Data excerpts:
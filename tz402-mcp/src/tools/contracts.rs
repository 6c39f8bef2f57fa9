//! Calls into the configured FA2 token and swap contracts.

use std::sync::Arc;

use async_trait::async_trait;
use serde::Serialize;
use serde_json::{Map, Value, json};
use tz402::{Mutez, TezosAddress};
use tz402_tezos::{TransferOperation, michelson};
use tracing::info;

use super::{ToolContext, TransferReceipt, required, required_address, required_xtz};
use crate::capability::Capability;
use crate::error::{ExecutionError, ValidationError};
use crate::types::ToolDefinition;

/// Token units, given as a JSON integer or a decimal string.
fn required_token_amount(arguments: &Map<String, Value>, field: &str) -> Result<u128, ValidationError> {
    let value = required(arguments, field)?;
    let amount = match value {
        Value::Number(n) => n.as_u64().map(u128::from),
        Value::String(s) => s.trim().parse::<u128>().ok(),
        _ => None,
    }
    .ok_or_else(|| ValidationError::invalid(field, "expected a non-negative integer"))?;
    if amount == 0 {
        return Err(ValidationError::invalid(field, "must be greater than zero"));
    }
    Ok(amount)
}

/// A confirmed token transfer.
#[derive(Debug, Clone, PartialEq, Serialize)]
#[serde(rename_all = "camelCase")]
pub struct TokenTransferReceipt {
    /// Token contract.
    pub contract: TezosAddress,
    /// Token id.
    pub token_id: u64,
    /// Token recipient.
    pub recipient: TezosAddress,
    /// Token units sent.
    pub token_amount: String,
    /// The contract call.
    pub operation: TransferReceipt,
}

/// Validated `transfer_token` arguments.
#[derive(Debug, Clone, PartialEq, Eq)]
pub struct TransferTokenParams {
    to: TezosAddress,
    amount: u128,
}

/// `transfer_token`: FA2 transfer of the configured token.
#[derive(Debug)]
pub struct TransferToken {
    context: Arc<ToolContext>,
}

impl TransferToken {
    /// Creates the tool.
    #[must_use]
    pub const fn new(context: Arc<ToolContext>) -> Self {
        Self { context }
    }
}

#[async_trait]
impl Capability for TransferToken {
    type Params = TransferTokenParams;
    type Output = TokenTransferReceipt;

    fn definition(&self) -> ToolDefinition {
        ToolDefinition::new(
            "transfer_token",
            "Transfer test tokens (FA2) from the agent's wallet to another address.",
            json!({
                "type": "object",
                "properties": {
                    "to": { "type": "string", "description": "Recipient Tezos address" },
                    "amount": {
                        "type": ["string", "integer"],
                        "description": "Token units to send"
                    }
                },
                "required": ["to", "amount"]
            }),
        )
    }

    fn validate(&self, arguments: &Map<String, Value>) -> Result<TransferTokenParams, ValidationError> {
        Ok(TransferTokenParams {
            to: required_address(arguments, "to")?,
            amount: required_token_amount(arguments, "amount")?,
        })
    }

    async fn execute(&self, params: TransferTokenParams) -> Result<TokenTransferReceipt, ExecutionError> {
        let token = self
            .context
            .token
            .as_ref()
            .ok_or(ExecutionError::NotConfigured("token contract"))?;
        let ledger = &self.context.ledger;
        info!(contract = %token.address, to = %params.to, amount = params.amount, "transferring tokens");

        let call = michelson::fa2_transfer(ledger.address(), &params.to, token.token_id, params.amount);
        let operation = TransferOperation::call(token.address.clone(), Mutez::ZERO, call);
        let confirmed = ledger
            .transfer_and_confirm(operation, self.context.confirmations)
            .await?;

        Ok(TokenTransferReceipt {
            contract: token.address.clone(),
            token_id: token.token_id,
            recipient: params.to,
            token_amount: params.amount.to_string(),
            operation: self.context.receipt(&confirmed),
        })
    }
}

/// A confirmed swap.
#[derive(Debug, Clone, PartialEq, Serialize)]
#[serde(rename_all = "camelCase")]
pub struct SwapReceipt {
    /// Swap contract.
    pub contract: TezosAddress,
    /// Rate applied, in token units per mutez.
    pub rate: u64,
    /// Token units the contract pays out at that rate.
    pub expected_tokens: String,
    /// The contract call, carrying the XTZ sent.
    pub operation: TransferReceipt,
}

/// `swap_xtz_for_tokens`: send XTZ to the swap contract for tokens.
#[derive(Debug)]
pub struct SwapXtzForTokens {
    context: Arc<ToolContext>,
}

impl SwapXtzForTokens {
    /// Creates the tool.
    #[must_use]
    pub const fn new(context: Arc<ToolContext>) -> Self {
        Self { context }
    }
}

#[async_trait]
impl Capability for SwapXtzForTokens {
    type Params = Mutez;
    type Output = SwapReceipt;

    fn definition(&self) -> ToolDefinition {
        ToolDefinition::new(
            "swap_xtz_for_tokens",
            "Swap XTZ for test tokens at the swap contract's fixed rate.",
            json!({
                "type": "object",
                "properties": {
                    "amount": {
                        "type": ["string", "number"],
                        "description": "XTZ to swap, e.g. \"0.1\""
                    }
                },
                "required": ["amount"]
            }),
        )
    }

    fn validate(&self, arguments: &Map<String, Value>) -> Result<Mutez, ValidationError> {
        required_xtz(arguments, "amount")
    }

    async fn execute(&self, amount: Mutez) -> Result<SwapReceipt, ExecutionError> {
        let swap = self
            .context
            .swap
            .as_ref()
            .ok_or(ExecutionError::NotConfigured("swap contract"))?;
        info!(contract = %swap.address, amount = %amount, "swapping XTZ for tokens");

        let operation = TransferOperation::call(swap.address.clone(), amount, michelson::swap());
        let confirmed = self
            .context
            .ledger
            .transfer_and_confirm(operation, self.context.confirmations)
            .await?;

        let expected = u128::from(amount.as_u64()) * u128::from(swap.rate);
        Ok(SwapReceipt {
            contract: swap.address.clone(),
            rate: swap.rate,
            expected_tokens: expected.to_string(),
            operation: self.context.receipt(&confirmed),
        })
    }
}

Exercise goal: Please output only the lines from the first line of the entries through the line with "let amount = match", both included, exactly as written.

Result of the task:
filename tz402-mcp/src/tools/contracts.rs
repository 6c39f8bef2f57fa9
//! Calls into the configured FA2 token and swap contracts.

use std::sync::Arc;

use async_trait::async_trait;
use serde::Serialize;
use serde_json::{Map, Value, json};
use tz402::{Mutez, TezosAddress};
use tz402_tezos::{TransferOperation, michelson};
use tracing::info;

use super::{ToolContext, TransferReceipt, required, required_address, required_xtz};
use crate::capability::Capability;
use crate::error::{ExecutionError, ValidationError};
use crate::types::ToolDefinition;

/// Token units, given as a JSON integer or a decimal string.
fn required_token_amount(arguments: &Map<String, Value>, field: &str) -> Result<u128, ValidationError> {
    let value = required(arguments, field)?;
    let amount = match value {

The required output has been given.